Both phase-contrast and fluorescent images were captured using a Keyence All-In-One Fluorescence Microscope BZ-X800. A 10X objective lens was used. On each day from 4.5 to 8 during SFEBq culture, 14 images were taken for each organoid at different Z positions with 15 µm intervals within 195 µm. The resolution of both phase-contrast and fluorescent images is \(960\times 720\), from which the \(512\times 512\) regions where organoids appear were extracted; phase-contrast images were binarized and the median pixels in the vertical and horizontal axes were computed, and then the \(512\times 512\) regions centered at these median pixels were cropped.

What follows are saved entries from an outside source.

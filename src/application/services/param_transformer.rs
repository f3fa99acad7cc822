//! Query parameter transformation and destination URL assembly.
//!
//! Three passes, in order: rename keys named by the target's
//! `param_mapping` (the old key is dropped when renamed), pass every
//! unmapped incoming key through unchanged, then apply `static_params`,
//! which win any collision. The result is merged over the query string
//! already present on the target URL, transformed values winning there too.

use std::collections::{BTreeMap, HashMap};
use tracing::warn;
use url::Url;

/// Applies mapping and static parameters to the incoming query.
///
/// Duplicate incoming keys collapse to the last value, matching what a
/// single-valued downstream query expects. The result is ordered for
/// deterministic serialization.
pub fn transform(
    incoming: &[(String, String)],
    mapping: &HashMap<String, String>,
    statics: &HashMap<String, String>,
) -> BTreeMap<String, String> {
    let mut result: BTreeMap<String, String> = incoming
        .iter()
        .map(|(k, v)| (k.clone(), v.clone()))
        .collect();

    for (old_key, new_key) in mapping {
        if let Some(value) = result.get(old_key).cloned() {
            result.insert(new_key.clone(), value);
            if old_key != new_key {
                result.remove(old_key);
            }
        }
    }

    for (key, value) in statics {
        result.insert(key.clone(), value.clone());
    }

    result
}

/// Converts the incoming query into the ordered form without transformation.
///
/// Used for the backup fallback, which passes parameters through untouched.
pub fn passthrough(incoming: &[(String, String)]) -> BTreeMap<String, String> {
    incoming
        .iter()
        .map(|(k, v)| (k.clone(), v.clone()))
        .collect()
}

/// Builds the final destination URL from a base URL and the transformed
/// parameters, merging with any query string already present on the base.
///
/// An unparseable base URL degrades to a naive encoded append so the
/// redirect still goes out; the condition is logged as a configuration
/// problem.
pub fn build_destination_url(base: &str, params: &BTreeMap<String, String>) -> String {
    match Url::parse(base) {
        Ok(mut url) => {
            let mut merged: BTreeMap<String, String> = url
                .query_pairs()
                .map(|(k, v)| (k.into_owned(), v.into_owned()))
                .collect();

            for (key, value) in params {
                merged.insert(key.clone(), value.clone());
            }

            if merged.is_empty() {
                url.set_query(None);
            } else {
                let mut serializer = url.query_pairs_mut();
                serializer.clear();
                serializer.extend_pairs(merged.iter());
            }

            url.to_string()
        }
        Err(e) => {
            warn!("Destination URL '{}' does not parse ({}), appending query as-is", base, e);

            let encoded = url::form_urlencoded::Serializer::new(String::new())
                .extend_pairs(params.iter())
                .finish();

            if encoded.is_empty() {
                base.to_string()
            } else if base.contains('?') {
                format!("{}&{}", base, encoded)
            } else {
                format!("{}?{}", base, encoded)
            }
        }
    }
}

#[cfg(test)]
mod tests {
    use super::*;

    fn pairs(items: &[(&str, &str)]) -> Vec<(String, String)> {
        items
            .iter()
            .map(|(k, v)| (k.to_string(), v.to_string()))
            .collect()
    }

    fn map(items: &[(&str, &str)]) -> HashMap<String, String> {
        items
            .iter()
            .map(|(k, v)| (k.to_string(), v.to_string()))
            .collect()
    }

    #[test]
    fn test_mapping_renames_and_static_overrides() {
        let incoming = pairs(&[("src", "google"), ("campaign", "ignored")]);
        let mapping = map(&[("src", "referrer")]);
        let statics = map(&[("campaign", "summer")]);

        let result = transform(&incoming, &mapping, &statics);

        assert_eq!(result.get("referrer").map(String::as_str), Some("google"));
        assert_eq!(result.get("campaign").map(String::as_str), Some("summer"));
        assert!(!result.contains_key("src"));
    }

    #[test]
    fn test_unmapped_keys_pass_through() {
        let incoming = pairs(&[("utm_source", "mail"), ("page", "2")]);

        let result = transform(&incoming, &HashMap::new(), &HashMap::new());

        assert_eq!(result.get("utm_source").map(String::as_str), Some("mail"));
        assert_eq!(result.get("page").map(String::as_str), Some("2"));
    }

    #[test]
    fn test_identity_mapping_keeps_key() {
        let incoming = pairs(&[("src", "google")]);
        let mapping = map(&[("src", "src")]);

        let result = transform(&incoming, &mapping, &HashMap::new());

        assert_eq!(result.get("src").map(String::as_str), Some("google"));
    }

    #[test]
    fn test_mapping_without_incoming_value_is_inert() {
        let incoming = pairs(&[("page", "2")]);
        let mapping = map(&[("src", "referrer")]);

        let result = transform(&incoming, &mapping, &HashMap::new());

        assert!(!result.contains_key("referrer"));
        assert_eq!(result.get("page").map(String::as_str), Some("2"));
    }

    #[test]
    fn test_static_params_apply_without_incoming() {
        let statics = map(&[("campaign", "summer")]);

        let result = transform(&[], &HashMap::new(), &statics);

        assert_eq!(result.get("campaign").map(String::as_str), Some("summer"));
    }

    #[test]
    fn test_build_url_merges_existing_query() {
        let params = transform(
            &pairs(&[("page", "2")]),
            &HashMap::new(),
            &HashMap::new(),
        );

        let built = build_destination_url("https://example.com/landing?kept=1&page=old", &params);
        let url = Url::parse(&built).unwrap();
        let query: BTreeMap<String, String> = url
            .query_pairs()
            .map(|(k, v)| (k.into_owned(), v.into_owned()))
            .collect();

        assert_eq!(query.get("kept").map(String::as_str), Some("1"));
        // Transformed values win over the URL's own query
        assert_eq!(query.get("page").map(String::as_str), Some("2"));
    }

    #[test]
    fn test_build_url_without_params() {
        let built = build_destination_url("https://example.com/landing", &BTreeMap::new());
        assert_eq!(built, "https://example.com/landing");
    }

    #[test]
    fn test_build_url_encodes_values() {
        let params = passthrough(&pairs(&[("q", "a b&c")]));

        let built = build_destination_url("https://example.com/", &params);

        assert!(built.contains("q=a+b%26c") || built.contains("q=a%20b%26c"));
    }

    #[test]
    fn test_unparseable_base_degrades_to_append() {
        let params = passthrough(&pairs(&[("src", "google")]));

        let built = build_destination_url("not a url", &params);

        assert_eq!(built, "not a url?src=google");
    }
}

Quantification of curvature and Rax distributions

To quantify tissue curvature and Rax distributions, tissue contours were first manually extracted from the phase-contrast images. Then, the radius of a circle passing through three points on the tissue contour (the point where the curvature is measured and two points 81.6 µm before and after that point) was calculated and its reciprocal was defined as the curvature. The average of the intensity from the point at which the Rax expression intensity is measured on the tissue contour to 13.6 µm vertically from the tangent line of that point was also measured.

Training loss

The training loss \(\mathcal{L}\) is computed from the output fluorescent images and the corresponding ground-truth images. The trainable parameters \(\theta\) (the weights of these convolution kernels and biases for CNNs) are optimized by minimizing the training loss:

$${\theta }^{*}=\underset{\theta }{{\text{argmin}}}{\mathbb{\;E}}_{\left\{\mathbf{x},\mathbf{y}\right\}\sim \mathcal{D}}\left[\mathcal{L}\right],$$

where \(\mathcal{D}\) is the training dataset, and \(\mathbf{x}\) and \(\mathbf{y}\) are a phase-contrast and the corresponding fluorescent image, respectively. A naïve loss function is the mean squared error (MSE), where the training loss is computed pixel by pixel as follows:

$${\mathcal{L}}_{{{\text{mse}}}} = \frac{1}{{N^{\prime}}}\mathop \sum \limits_{i = 1}^{{N^{\prime}}} \left( {{\mathbf{y}}_{i}{\prime} - \widehat{{{\mathbf{y}}_{i} }}} \right)^{2} ,$$

where \({\mathbf{y}}_{i}{\prime}\) and  \(\widehat{{\mathbf{y}}_{i}}\) are the values at the \(i\)-th pixel in the ground-truth and estimated images, respectively. \({N}{\prime}\) is a number of pixels. In this study, we additionally use the cosine similarity as follows:

$${\mathcal{L}}_{{\text{cossim}}}=-\frac{{\mathbf{y}}^{\mathbf{^{\prime}}\mathbf{\top }}\widehat{\mathbf{y}}}{{\Vert {\mathbf{y}}^{\mathbf{^{\prime}}}\Vert }_{2}{\Vert \widehat{\mathbf{y}}\Vert }_{2}}.$$

This makes the network learn a global structure, because the loss is computed considering the whole pixels simultaneously. We combine the above two losses as follows:

$$\mathcal{L}=\alpha {\mathcal{L}}_{{\text{mse}}}+\beta {\mathcal{L}}_{{\text{cossim}}},$$

where \(\alpha\) and \(\beta\) are hyperparameters to control the contribution of each loss.

Implementation details

Our network was implemented in PyTorch. Training was performed on an NVIDIA A100 GPU. The size of a mini-batch was 16 for the training loss. The encoder was initialized by the ResNet50 pre-trained on the ImageNet38. The optimizer was Adam39 with the default hyperparameters (\(lr={10}^{-3}\), \({\beta }_{1}=0.9\), and \({\beta }_{2}=0.999\)). The learning rate was multiplied by 0.1 at every 20 epochs. The network was trained for 50 epochs and we adopted the best model on the validation dataset.